[[ Supplied data, beginning ]]

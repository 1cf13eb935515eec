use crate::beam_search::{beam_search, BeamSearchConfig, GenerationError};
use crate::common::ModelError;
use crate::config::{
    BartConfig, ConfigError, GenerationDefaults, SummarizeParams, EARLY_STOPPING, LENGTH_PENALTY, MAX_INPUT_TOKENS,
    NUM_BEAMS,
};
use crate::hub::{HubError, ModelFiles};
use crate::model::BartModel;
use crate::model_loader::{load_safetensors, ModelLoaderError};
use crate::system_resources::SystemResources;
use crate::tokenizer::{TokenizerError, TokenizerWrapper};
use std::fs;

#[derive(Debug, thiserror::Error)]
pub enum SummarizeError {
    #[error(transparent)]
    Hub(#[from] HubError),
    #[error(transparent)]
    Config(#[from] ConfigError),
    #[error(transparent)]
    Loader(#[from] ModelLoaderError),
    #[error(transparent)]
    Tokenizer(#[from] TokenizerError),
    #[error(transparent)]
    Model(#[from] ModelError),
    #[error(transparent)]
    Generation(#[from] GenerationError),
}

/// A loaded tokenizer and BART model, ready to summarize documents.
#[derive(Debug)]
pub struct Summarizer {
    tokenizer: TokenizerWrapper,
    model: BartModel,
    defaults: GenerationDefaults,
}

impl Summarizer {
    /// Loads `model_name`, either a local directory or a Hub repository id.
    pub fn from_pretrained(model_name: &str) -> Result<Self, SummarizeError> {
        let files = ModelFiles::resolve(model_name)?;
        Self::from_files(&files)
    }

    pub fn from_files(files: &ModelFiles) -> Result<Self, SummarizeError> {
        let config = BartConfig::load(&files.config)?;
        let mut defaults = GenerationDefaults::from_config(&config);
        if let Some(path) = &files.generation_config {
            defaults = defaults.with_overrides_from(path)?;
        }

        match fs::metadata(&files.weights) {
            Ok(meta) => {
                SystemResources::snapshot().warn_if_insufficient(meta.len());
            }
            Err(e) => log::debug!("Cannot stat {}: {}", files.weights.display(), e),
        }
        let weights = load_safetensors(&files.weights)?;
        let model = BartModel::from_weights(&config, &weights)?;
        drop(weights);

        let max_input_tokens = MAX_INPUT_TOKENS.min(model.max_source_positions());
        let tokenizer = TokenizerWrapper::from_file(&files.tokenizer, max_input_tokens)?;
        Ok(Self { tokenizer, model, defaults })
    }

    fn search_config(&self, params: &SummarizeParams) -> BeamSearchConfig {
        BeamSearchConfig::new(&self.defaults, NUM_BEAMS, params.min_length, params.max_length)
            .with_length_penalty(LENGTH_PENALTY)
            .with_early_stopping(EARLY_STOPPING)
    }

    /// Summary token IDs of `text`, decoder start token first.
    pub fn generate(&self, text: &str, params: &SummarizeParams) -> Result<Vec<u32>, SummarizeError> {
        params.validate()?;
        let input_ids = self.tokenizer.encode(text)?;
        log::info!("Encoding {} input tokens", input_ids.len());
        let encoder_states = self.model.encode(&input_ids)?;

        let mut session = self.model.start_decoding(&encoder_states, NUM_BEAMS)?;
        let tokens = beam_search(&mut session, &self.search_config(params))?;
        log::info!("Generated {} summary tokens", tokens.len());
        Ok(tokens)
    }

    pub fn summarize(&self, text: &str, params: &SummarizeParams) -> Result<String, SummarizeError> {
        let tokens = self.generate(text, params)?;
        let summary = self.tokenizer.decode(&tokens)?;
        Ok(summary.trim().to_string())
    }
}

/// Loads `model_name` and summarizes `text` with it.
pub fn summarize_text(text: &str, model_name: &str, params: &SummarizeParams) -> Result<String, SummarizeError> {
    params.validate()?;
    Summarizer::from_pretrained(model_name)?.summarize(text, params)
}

[[ Supplied data, end ]]

• **Work order**
Bring together all lines in the records where the word "crate" is found.

• **Result of the exercise**
use crate::beam_search::{beam_search, BeamSearchConfig, GenerationError};
use crate::common::ModelError;
use crate::config::{
use crate::hub::{HubError, ModelFiles};
use crate::model::BartModel;
use crate::model_loader::{load_safetensors, ModelLoaderError};
use crate::system_resources::SystemResources;
use crate::tokenizer::{TokenizerError, TokenizerWrapper};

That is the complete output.